Synaptic contacts between serotonergic and cholinergic neurons in the rat dorsal raphe nucleus and laterodorsal tegmental nucleus.

We examined synaptic connectivity between cholinergic and serotonergic neurons in the dorsal raphe nucleus and the laterodorsal tegmental nucleus of the rat. To this purpose we employed two variations (the combination of pre-embedding immunogold-silver intensification with avidin-biotin-peroxidase complex technique and the combination of avidin-biotin-peroxidase/3, 3'-diaminobenzidine/silver-gold intensification with avidin-biotin-peroxidase/3,3'-diaminobenzidine reaction) of a double pre-embedding immunoelectron procedure, using primary antibodies against vesicular acetylcholine transporter and serotonin. At the light-microscopic level, serotonin-like immunoreactive neurons in the dorsal raphe nucleus appeared as reddish black and vesicular acetylcholine transporter-like immunoreactive axon terminals were brown colored using a combination of pre-embedding immunogold-silver technique and avidin-biotin-peroxidase complex technique. Serotonin-like immunoreactive fibers projected to the laterodorsal tegmental nucleus. At the electron microscopy level, with both methods we observed in the dorsal raphe nucleus vesicular acetylcholine transporter-immunopositive axon terminals in synaptic contact with serotonin-like immunoreactive dendrites and, to a lesser degree, with serotonin-like immunoreactive cell bodies.
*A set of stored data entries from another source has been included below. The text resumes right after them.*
// Copyright 2026 the Swaptime Authors
// SPDX-License-Identifier: Apache-2.0 OR MIT

//! A display on a manually advanced clock.

use std::cell::Cell;
use std::rc::Rc;

use kurbo::{Rect, Size};
use log::trace;
use swaptime_core::display::{Display, Fence, RenderTarget};
use swaptime_core::swap::{SwapCursor, SwapSample};
use swaptime_core::time::{Duration, HostTime};

/// Settings for a [`VirtualDisplay`].
#[derive(Clone, Copy, Debug, PartialEq)]
pub struct VirtualConfig {
    /// Exact refresh period. Refreshes happen at every multiple of it.
    pub period: Duration,
    /// Back-buffer size.
    pub resolution: Size,
    /// Delay between inserting a fence and it signaling. `None` disables
    /// fences.
    pub gpu_latency: Option<Duration>,
}

impl VirtualConfig {
    /// A 60 Hz display whose GPU finishes instantly.
    pub const SIXTY_HZ: Self = Self {
        period: Duration(16_666_667),
        resolution: Size::new(640.0, 480.0),
        gpu_latency: Some(Duration::ZERO),
    };
}

impl Default for VirtualConfig {
    fn default() -> Self {
        Self::SIXTY_HZ
    }
}

/// What a canvas currently shows: the label of the last draw.
#[derive(Clone, Debug, Default, PartialEq, Eq)]
pub struct VirtualCanvas {
    /// Label of the last thing drawn.
    pub content: Option<String>,
    /// Number of draws.
    pub draws: u32,
}

impl VirtualCanvas {
    /// Replaces the canvas content with `label`.
    pub fn draw(&mut self, label: impl Into<String>) {
        self.content = Some(label.into());
        self.draws += 1;
    }
}

/// Handle to a [`VirtualDisplay`] surface.
#[derive(Debug, PartialEq, Eq)]
pub struct VirtualSurface(usize);

/// Fence that signals a fixed time after insertion.
#[derive(Debug)]
pub struct VirtualFence {
    clock: Rc<Cell<HostTime>>,
    ready_at: HostTime,
}

impl Fence for VirtualFence {
    fn poll_ready(&mut self) -> bool {
        self.clock.get() >= self.ready_at
    }
}

/// A change of what is on screen.
#[derive(Clone, Debug, PartialEq, Eq)]
pub struct ShownFrame {
    /// Frame number of the swap.
    pub frame: u64,
    /// Host time of the swap.
    pub at: HostTime,
    /// Label now on screen.
    pub content: Option<String>,
}

/// A [`Display`] whose clock only moves when told to.
///
/// Refreshes happen at exact multiples of the period. With auto-swap on,
/// every refresh passed by [`advance`](Self::advance) swaps; otherwise only
/// requested swaps do. Blocking swaps jump the clock to the next refresh.
#[derive(Debug)]
pub struct VirtualDisplay {
    config: VirtualConfig,
    clock: Rc<Cell<HostTime>>,
    next_refresh: HostTime,
    latest: SwapSample,
    cursor: SwapCursor,
    auto: bool,
    pending: u64,
    back: VirtualCanvas,
    surfaces: Vec<Option<VirtualCanvas>>,
    bound: Option<usize>,
    front: Option<String>,
    shown: Vec<ShownFrame>,
    released: usize,
}

impl VirtualDisplay {
    /// A display at time zero, first refresh one period later.
    #[must_use]
    pub fn new(config: VirtualConfig) -> Self {
        Self {
            config,
            clock: Rc::new(Cell::new(HostTime::ZERO)),
            next_refresh: HostTime::ZERO + config.period,
            latest: SwapSample::default(),
            cursor: SwapCursor::default(),
            auto: false,
            pending: 0,
            back: VirtualCanvas::default(),
            surfaces: Vec::new(),
            bound: None,
            front: None,
            shown: Vec::new(),
            released: 0,
        }
    }

    /// Moves the clock forward by `dt`, swapping at each refresh on the way
    /// if auto-swapping or a swap was requested.
    pub fn advance(&mut self, dt: Duration) {
        let target = self.clock.get() + dt;
        while self.next_refresh <= target {
            self.clock.set(self.next_refresh);
            if self.auto {
                self.swap_now();
            } else if self.pending > 0 {
                self.pending -= 1;
                self.swap_now();
            }
            self.next_refresh += self.config.period;
        }
        self.clock.set(target);
    }

    /// Moves the clock forward to `t` (no-op if already past).
    pub fn advance_to(&mut self, t: HostTime) {
        let dt = t.saturating_duration_since(self.clock.get());
        self.advance(dt);
    }

    fn swap_now(&mut self) {
        self.latest = self.latest.next(self.clock.get());
        if self.front != self.back.content {
            self.front.clone_from(&self.back.content);
            self.shown.push(ShownFrame {
                frame: self.latest.count,
                at: self.latest.timestamp,
                content: self.front.clone(),
            });
        }
        trace!("virtual swap {} at {:?}", self.latest.count, self.latest.timestamp);
    }

    /// Every change of on-screen content so far.
    #[must_use]
    pub fn shown(&self) -> &[ShownFrame] {
        &self.shown
    }

    /// The back buffer.
    #[must_use]
    pub fn back_buffer(&self) -> &VirtualCanvas {
        &self.back
    }

    /// Surfaces released so far.
    #[must_use]
    pub fn released_surfaces(&self) -> usize {
        self.released
    }

    /// Surfaces currently allocated.
    #[must_use]
    pub fn live_surfaces(&self) -> usize {
        self.surfaces.iter().filter(|s| s.is_some()).count()
    }
}

impl Display for VirtualDisplay {
    type Canvas = VirtualCanvas;
    type Surface = VirtualSurface;
    type Fence = VirtualFence;

    fn now(&self) -> HostTime {
        self.clock.get()
    }

    fn frame_period(&self) -> Duration {
        self.config.period
    }

    fn latest_swap(&self) -> SwapSample {
        self.latest
    }

    fn has_swapped_since_last_check(&mut self) -> bool {
        self.cursor.advance(self.latest.count)
    }

    fn is_auto_swapping(&self) -> bool {
        self.auto
    }

    fn set_auto_swap(&mut self, enabled: bool) {
        self.auto = enabled;
        if !enabled {
            self.pending = 0;
        }
    }

    fn blocking_swap(&mut self) {
        if self.auto {
            return;
        }
        self.clock.set(self.next_refresh);
        self.swap_now();
        self.next_refresh += self.config.period;
    }

    fn request_swaps(&mut self, n: u32) {
        self.pending += u64::from(n);
    }

    fn wait_for_gpu(&mut self) {}

    fn resolution(&self) -> Size {
        self.config.resolution
    }

    fn allocate_surface(&mut self) -> VirtualSurface {
        self.surfaces.push(Some(VirtualCanvas::default()));
        VirtualSurface(self.surfaces.len() - 1)
    }

    fn release_surface(&mut self, surface: VirtualSurface) {
        if let Some(slot) = self.surfaces.get_mut(surface.0) {
            *slot = None;
            self.released += 1;
        }
    }

    fn begin_render_to_target(&mut self, target: RenderTarget<'_, VirtualSurface>) {
        self.bound = match target {
            RenderTarget::BackBuffer => None,
            RenderTarget::Surface(s) => Some(s.0),
        };
    }

    fn canvas(&mut self) -> &mut VirtualCanvas {
        if let Some(i) = self.bound {
            if let Some(Some(canvas)) = self.surfaces.get_mut(i) {
                return canvas;
            }
        }
        &mut self.back
    }

    fn end_render_to_target(&mut self) {
        self.bound = None;
    }

    fn copy_surface_to_back_buffer(
        &mut self,
        surface: &VirtualSurface,
        _source: Option<Rect>,
        _dest: Option<Rect>,
    ) {
        if let Some(Some(canvas)) = self.surfaces.get(surface.0) {
            self.back.content.clone_from(&canvas.content);
            self.back.draws += 1;
        }
    }

    fn supports_fences(&self) -> bool {
        self.config.gpu_latency.is_some()
    }

    fn insert_fence(&mut self) -> Option<VirtualFence> {
        let latency = self.config.gpu_latency?;
        Some(VirtualFence {
            clock: Rc::clone(&self.clock),
            ready_at: self.clock.get() + latency,
        })
    }
}

#[cfg(test)]
mod tests {
    use super::*;

    const P: Duration = VirtualConfig::SIXTY_HZ.period;

    #[test]
    fn auto_swap_follows_refreshes() {
        let mut d = VirtualDisplay::new(VirtualConfig::default());
        d.advance(P.times(3));
        assert_eq!(d.frame_number(), 0, "no swaps without auto-swap");
        d.set_auto_swap(true);
        d.advance(P.times(2));
        assert_eq!(d.frame_number(), 2, "two refreshes");
        assert_eq!(d.last_swap_time(), HostTime::ZERO + P.times(5), "on the refresh");
        assert!(d.has_swapped_since_last_check(), "edge");
        assert!(!d.has_swapped_since_last_check(), "once");
    }

    #[test]
    fn blocking_swap_jumps_to_the_next_refresh() {
        let mut d = VirtualDisplay::new(VirtualConfig::default());
        d.advance(Duration::from_millis(3));
        d.blocking_swap();
        assert_eq!(d.now(), HostTime::ZERO + P, "first refresh");
        d.blocking_swap();
        assert_eq!(d.now(), HostTime::ZERO + P.times(2), "second refresh");
        assert_eq!(d.frame_number(), 2, "two swaps");
    }

    #[test]
    fn requested_swaps_are_spent_one_per_refresh() {
        let mut d = VirtualDisplay::new(VirtualConfig::default());
        d.request_swaps(2);
        d.advance(P.times(5));
        assert_eq!(d.frame_number(), 2, "only the requested swaps");
    }

    #[test]
    fn fence_signals_after_latency() {
        let mut d = VirtualDisplay::new(VirtualConfig {
            gpu_latency: Some(Duration::from_millis(2)),
            ..VirtualConfig::default()
        });
        let mut fence = d.insert_fence().unwrap();
        assert!(!fence.poll_ready(), "not yet");
        d.advance(Duration::from_millis(2));
        assert!(fence.poll_ready(), "after latency");
    }

    #[test]
    fn swaps_record_screen_changes() {
        let mut d = VirtualDisplay::new(VirtualConfig::default());
        d.set_auto_swap(true);
        d.render_to_target(RenderTarget::BackBuffer, |c| c.draw("a"));
        d.advance(P.times(2));
        let s = d.allocate_surface();
        d.render_to_target(RenderTarget::Surface(&s), |c| c.draw("b"));
        d.copy_surface_to_back_buffer(&s, None, None);
        d.advance(P);
        let labels: Vec<_> = d.shown().iter().map(|f| f.content.as_deref()).collect();
        assert_eq!(labels, [Some("a"), Some("b")], "one entry per change");
        assert_eq!(d.shown()[1].frame, 3, "b shown by the third swap");
    }
}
These synapses usually were of the symmetrical type. Occasionally we noted, next to vesicular acetylcholine transporter-immunopositive axon terminals, also immunonegative terminals synapsing with the serotonin-like immunoreactive dendrites. In the laterodorsal tegmental nucleus we found serotonin-like immunoreactive axon terminals and immunonegative terminals forming synapses with vesicular acetylcholine transporter-immunoreactive dendrites. Most synapses formed by the serotonin-like immunopositive terminals were of the asymmetrical type. Our results suggest that serotonergic neurons in the dorsal raphe nucleus and cholinergic neurons in the laterodorsal tegmental nucleus may reciprocally influence each other by means of synaptic connectivity. Such connectivity may serve to regulate pain sensation, or be involved in the regulation of the sleeping-waking cycle.